When I was in high school and the Key limes ripened in the backyard, my aunt taught me how to make Key Lime pie. Like when I learned to make biscuits, fried chicken, etc with my stepmother; Key Lime pie making was a hands-on oral tradition. I went out to the backyard and picked dozens of ripe Key limes off the bush-like, thorny tree. There was no sense in leaving ripe fruit to rot. We could use it in other ways or give away any extra limes. I then split the limes and juiced them. We made and par-baked a pastry crust. While the pastry crust was in the oven, we combined eggs, sweetened condensed milk and Key Lime juice together. Later we topped with meringue and browned it in the oven. We never once referenced a recipe. A day or two later, I asked my aunt to write down the recipe. She thought back through and gave guesstimate amounts but reminded me to just taste for the right amount of tartness when I added the lime juice.

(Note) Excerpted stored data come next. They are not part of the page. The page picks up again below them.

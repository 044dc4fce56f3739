use color_eyre::eyre::{Result, WrapErr};
use reactsrv::client::{ClientConfig, RestClient};
use reactsrv::model::User;

#[tokio::main]
async fn main() -> Result<()> {
    color_eyre::install()?;
    tracing_subscriber::fmt()
        .with_env_filter("reactsrv=info")
        .init();

    let user = User::new("Test", "test@example.org");
    let client = RestClient::new(ClientConfig::default())?;

    let created = client
        .create_user(&user)
        .await
        .wrap_err("Failed to create user")?;
    println!("{created}");

    Ok(())
}
use thiserror::Error;

/// Error types for the reactsrv library
#[derive(Error, Debug)]
pub enum ReactError {
    /// Socket-level errors (bind, accept, serve)
    #[error("I/O error: {0}")]
    Io(#[from] std::io::Error),

    /// HTTP client errors (connect, request, status, body decoding)
    #[error("HTTP error: {0}")]
    Http(#[from] reqwest::Error),

    /// WebSocket client errors (handshake, send, receive)
    #[error("WebSocket error: {0}")]
    WebSocket(#[from] tokio_tungstenite::tungstenite::Error),

    /// Server-Sent Events client errors
    #[error("Event stream error: {0}")]
    EventSource(String),

    /// Configuration errors
    #[error("Configuration error: {0}")]
    Config(String),

    /// Timeout errors
    #[error("Timeout error: {0}")]
    Timeout(String),

    /// The peer went away before the expected message arrived
    #[error("Connection closed: {0}")]
    Closed(String),

    /// Every long-lived session slot is taken
    #[error("Session limit reached: {max} sessions")]
    SessionLimit { max: usize },
}

/// Result type for the reactsrv library
pub type Result<T> = std::result::Result<T, ReactError>;

pub mod client;
pub mod common;
pub mod model;
pub mod pipeline;
pub mod rest;
pub mod security;
pub mod server;
pub mod sse;
pub mod ws;

// Re-export main types for convenience
pub use client::{ClientConfig, ClientConfigBuilder, RestClient, SseClient, WsEchoClient};
pub use common::{ReactiveServer, ServerConfig};
pub use model::User;
pub use server::Server;
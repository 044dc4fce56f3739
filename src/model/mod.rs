//! Data records exchanged by the services

pub mod user;

pub use user::User;
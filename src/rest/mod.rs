//! Request/response endpoints
//!
//! `GET /hello_world` answers with a constant text body and
//! `POST /user` accepts a JSON user and returns it with an identifier.

pub mod greeting;
pub mod user;

pub use greeting::{GREETING, hello_world};
pub use user::create_user;
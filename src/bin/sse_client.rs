use color_eyre::eyre::{Result, WrapErr};
use reactsrv::client::{ClientConfig, SseClient};
use reactsrv::pipeline::format_batch;

#[tokio::main]
async fn main() -> Result<()> {
    color_eyre::install()?;
    tracing_subscriber::fmt()
        .with_env_filter("reactsrv=info")
        .init();

    let mut client = SseClient::connect(&ClientConfig::default())?;

    // Blocks until the first full batch is in
    let batch = client
        .next_batch()
        .await
        .wrap_err("Failed to read random numbers")?;
    println!("{}", format_batch(&batch));

    Ok(())
}
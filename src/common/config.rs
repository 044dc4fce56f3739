use std::net::SocketAddr;
use std::time::Duration;

/// Port the server binary and the client drivers agree on
pub const DEFAULT_PORT: u16 = 8081;

/// Configuration for the reactive server
///
/// All services (greeting, user, random-number stream and echo socket)
/// are served from one listener, so they share this configuration.
///
/// # Examples
///
/// ```
/// use reactsrv::common::ServerConfig;
/// use std::time::Duration;
///
/// let config = ServerConfig {
///     bind_addr: "127.0.0.1:8081".parse().unwrap(),
///     max_sessions: 100,
///     tick_interval: Duration::from_secs(1),
///     keep_alive_interval: Duration::from_secs(15),
/// };
/// ```
///
/// Using the default configuration:
///
/// ```
/// use reactsrv::common::ServerConfig;
/// use std::time::Duration;
///
/// let config = ServerConfig::default();
/// assert_eq!(config.tick_interval, Duration::from_secs(1));
/// ```
#[derive(Debug, Clone)]
pub struct ServerConfig {
    /// Address to bind the server to
    pub bind_addr: SocketAddr,
    /// Maximum number of concurrently open event streams and echo sockets
    pub max_sessions: usize,
    /// Period between two random-number events
    pub tick_interval: Duration,
    /// Period between two keep-alive comments on an idle event stream
    pub keep_alive_interval: Duration,
}

impl ServerConfig {
    /// Default configuration bound to the loopback address on `port`
    pub fn on_port(port: u16) -> Self {
        Self {
            bind_addr: SocketAddr::from(([127, 0, 0, 1], port)),
            ..Default::default()
        }
    }
}

impl Default for ServerConfig {
    fn default() -> Self {
        Self {
            bind_addr: SocketAddr::from(([127, 0, 0, 1], 0)), // Use port 0 for testing
            max_sessions: 100,
            tick_interval: Duration::from_secs(1),
            keep_alive_interval: Duration::from_secs(15),
        }
    }
}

A few years ago, I was watching Cook’s Country on PBS. They reviewed the Key Lime Pie history from David L. Sloan’s Key Lime Pie: An intriguing History of Key West’s Native Dessert. I immediately purchased the book. on pg 25, he writes:
A great thing about foods is they evolve. Claiming that a dessert didn’t exist until it had a published recipe to validate it presents several problems and does a disservice to history.
His book goes on to detail oral histories, which show the evolution of Key Lime pie from a fisherman’s pudding to its pie status. On pg 55 when talking about the crust for a Key Lime pie he says:
Talk to any Key West native who grew up enjoying lime pie prepared with a pre-1930’s family recipe, and it will become crystal clear that a pastry crust was the original Key lime crust on the island.
My family recipe has been handed down since at least 1924 when my grandparents met in Key West. It calls for a pastry crust.
A few years, this video was posted by Youff. Glen talks about Aunt Sally, which is the theory David Sloan takes a deep dive into with his book. Glen also mentions the Borden recipe theory, which Stella Parks credits. These are the two sides in the Key Lime pie origin debate.The big surprise for me in the video was August 25, 1939 Miami Herald recipe submission by my Grandmother, Mrs. L.E. Blackwell of The Blackwell family recipe.
Hurricane Andrew destroyed my Aunt’s Key Lime tree and most of the fruit bearing trees in her yard. The house was sold a couple of decades ago after my aunt’s death. It has been McMansioned. My generation is now the oldest and none of us live in Florida. But my Florida family history lives on in the archives of The Miami Herald as The Blackwell Family Key Lime pie recipe.